Tally the lines below containing "Clone" and report only the total.

Source information: Begin

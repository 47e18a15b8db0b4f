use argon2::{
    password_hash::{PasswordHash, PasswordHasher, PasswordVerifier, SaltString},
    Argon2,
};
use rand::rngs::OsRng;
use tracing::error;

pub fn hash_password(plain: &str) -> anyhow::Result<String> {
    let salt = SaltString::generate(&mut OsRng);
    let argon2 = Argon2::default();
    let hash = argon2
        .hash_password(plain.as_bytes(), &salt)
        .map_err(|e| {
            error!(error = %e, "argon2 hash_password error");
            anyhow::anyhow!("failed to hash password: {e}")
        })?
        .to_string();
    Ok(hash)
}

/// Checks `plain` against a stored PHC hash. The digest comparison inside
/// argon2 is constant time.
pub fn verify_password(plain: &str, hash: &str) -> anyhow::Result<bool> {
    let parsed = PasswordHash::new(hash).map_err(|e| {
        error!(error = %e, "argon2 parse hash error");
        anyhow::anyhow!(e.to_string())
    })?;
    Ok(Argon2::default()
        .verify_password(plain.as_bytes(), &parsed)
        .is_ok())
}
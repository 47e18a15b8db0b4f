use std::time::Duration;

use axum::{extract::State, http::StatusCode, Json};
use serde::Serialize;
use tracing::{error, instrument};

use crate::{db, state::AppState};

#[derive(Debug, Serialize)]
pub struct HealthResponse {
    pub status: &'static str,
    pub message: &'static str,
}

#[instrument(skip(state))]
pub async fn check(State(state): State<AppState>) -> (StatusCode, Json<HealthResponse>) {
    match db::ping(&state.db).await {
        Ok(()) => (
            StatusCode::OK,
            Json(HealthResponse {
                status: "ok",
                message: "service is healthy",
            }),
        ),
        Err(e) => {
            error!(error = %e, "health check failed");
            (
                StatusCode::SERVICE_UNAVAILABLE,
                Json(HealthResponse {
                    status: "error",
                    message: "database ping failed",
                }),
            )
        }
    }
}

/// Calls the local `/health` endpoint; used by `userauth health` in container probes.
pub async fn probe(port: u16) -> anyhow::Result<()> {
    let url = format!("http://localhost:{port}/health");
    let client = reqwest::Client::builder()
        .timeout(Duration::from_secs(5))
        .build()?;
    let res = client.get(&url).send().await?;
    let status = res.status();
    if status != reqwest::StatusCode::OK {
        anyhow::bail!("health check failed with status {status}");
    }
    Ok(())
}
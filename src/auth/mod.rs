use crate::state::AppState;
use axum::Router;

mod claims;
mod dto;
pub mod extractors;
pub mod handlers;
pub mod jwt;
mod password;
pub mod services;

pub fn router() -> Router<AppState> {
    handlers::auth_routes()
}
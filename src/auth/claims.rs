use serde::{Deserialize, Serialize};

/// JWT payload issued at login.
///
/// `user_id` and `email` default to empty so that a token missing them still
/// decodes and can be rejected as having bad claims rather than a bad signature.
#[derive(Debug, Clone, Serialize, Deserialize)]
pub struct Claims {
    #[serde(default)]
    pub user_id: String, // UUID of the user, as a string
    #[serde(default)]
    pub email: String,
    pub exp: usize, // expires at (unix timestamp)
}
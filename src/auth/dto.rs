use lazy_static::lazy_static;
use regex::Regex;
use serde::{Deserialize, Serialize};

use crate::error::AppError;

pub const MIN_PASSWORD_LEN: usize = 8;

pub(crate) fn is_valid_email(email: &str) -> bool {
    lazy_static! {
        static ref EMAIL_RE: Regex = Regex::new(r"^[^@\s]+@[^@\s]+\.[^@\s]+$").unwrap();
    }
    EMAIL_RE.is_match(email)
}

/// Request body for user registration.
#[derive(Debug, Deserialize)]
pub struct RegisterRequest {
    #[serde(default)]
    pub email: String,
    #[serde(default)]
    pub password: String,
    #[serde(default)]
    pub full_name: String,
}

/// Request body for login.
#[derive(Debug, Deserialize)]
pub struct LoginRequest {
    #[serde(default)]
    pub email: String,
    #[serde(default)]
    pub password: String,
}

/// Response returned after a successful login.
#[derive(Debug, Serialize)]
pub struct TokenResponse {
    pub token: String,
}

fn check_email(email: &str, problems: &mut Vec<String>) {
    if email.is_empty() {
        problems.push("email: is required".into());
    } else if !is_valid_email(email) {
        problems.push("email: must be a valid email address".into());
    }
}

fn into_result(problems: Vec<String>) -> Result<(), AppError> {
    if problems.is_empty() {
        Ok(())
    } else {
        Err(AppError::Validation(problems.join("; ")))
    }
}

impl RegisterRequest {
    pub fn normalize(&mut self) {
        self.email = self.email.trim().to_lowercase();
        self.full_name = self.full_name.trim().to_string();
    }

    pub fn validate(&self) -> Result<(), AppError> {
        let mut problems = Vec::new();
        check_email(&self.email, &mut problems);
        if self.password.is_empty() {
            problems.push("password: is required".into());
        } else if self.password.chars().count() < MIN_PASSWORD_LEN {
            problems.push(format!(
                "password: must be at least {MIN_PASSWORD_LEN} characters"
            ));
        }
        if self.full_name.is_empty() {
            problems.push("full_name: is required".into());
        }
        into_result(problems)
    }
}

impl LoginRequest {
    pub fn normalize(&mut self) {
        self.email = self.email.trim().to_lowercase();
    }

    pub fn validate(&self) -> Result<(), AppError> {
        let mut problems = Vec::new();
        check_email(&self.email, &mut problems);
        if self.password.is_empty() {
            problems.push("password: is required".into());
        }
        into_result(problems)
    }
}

Source information: End
Source information: Begin

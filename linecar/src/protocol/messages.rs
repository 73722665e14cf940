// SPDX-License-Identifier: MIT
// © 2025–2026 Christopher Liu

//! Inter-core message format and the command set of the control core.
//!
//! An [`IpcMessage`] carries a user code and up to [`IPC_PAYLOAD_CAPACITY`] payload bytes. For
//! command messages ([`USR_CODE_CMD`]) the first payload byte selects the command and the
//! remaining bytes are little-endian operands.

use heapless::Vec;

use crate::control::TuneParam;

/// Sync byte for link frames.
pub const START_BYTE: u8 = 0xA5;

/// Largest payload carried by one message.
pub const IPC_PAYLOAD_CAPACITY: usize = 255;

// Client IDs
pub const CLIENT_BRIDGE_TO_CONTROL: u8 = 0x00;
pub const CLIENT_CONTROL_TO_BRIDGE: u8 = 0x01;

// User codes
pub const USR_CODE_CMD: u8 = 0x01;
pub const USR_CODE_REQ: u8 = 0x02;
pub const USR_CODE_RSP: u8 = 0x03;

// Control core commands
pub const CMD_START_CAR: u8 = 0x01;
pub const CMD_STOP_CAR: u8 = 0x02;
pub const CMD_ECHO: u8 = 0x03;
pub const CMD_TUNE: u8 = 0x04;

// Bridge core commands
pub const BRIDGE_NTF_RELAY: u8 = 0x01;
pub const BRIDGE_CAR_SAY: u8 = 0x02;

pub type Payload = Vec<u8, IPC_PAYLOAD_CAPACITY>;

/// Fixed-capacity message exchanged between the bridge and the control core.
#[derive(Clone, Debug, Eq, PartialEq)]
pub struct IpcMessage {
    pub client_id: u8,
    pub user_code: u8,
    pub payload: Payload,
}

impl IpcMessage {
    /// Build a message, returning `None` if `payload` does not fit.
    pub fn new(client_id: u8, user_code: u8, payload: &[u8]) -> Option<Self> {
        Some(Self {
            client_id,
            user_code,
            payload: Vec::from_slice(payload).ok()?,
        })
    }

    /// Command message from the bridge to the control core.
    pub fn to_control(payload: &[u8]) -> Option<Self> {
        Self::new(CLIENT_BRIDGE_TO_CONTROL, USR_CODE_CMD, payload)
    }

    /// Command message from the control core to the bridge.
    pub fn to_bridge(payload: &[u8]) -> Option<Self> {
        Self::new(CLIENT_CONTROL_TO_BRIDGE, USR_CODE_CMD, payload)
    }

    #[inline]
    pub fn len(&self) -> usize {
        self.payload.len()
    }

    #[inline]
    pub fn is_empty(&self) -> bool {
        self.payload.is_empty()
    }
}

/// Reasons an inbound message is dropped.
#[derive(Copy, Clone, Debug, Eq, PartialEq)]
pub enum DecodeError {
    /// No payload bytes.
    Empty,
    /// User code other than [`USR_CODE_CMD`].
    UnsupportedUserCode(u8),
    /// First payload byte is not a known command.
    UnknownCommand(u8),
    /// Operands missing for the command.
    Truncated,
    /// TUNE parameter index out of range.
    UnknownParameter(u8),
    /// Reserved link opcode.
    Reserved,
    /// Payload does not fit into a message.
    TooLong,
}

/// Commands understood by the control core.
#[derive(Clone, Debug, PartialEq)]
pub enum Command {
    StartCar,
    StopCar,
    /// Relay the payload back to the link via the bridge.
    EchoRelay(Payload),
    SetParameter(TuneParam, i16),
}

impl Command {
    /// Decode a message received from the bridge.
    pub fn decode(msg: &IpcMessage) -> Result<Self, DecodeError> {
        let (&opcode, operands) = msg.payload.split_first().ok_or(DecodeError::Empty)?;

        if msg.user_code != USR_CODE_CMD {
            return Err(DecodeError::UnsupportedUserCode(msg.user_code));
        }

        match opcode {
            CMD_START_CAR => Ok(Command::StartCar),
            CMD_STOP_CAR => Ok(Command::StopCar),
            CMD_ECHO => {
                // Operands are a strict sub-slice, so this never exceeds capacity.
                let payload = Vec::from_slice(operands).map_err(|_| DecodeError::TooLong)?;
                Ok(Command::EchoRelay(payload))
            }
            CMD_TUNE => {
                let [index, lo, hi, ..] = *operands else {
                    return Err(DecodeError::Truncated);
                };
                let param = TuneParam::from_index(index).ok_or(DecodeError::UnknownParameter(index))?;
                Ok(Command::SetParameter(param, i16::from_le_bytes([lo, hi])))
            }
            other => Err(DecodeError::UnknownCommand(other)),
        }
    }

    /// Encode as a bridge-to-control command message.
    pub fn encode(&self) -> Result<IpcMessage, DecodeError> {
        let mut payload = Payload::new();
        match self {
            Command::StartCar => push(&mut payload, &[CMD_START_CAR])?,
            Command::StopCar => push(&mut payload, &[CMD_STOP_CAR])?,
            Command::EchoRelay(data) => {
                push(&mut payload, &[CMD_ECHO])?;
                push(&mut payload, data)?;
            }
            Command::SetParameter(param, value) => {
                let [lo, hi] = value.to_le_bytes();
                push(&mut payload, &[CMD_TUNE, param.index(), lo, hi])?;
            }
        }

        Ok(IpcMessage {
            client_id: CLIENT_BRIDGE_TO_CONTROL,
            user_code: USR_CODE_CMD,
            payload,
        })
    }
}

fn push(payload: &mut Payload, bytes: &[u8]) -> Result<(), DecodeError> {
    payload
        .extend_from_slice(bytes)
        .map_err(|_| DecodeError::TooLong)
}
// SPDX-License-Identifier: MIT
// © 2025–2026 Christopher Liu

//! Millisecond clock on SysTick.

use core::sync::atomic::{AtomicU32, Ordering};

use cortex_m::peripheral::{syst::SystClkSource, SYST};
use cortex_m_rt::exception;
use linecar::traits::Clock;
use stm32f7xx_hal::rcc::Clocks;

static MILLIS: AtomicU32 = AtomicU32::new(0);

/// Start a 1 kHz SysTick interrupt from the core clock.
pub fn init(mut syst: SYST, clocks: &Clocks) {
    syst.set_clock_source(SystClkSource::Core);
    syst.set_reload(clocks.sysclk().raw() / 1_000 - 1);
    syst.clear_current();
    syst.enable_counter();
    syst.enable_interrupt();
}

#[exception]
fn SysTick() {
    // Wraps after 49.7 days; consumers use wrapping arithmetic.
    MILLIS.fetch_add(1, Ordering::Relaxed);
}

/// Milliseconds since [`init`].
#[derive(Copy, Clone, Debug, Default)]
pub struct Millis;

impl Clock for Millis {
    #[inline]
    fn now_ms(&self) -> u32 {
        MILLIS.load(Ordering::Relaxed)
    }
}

Source information: End

# Exercise result:
5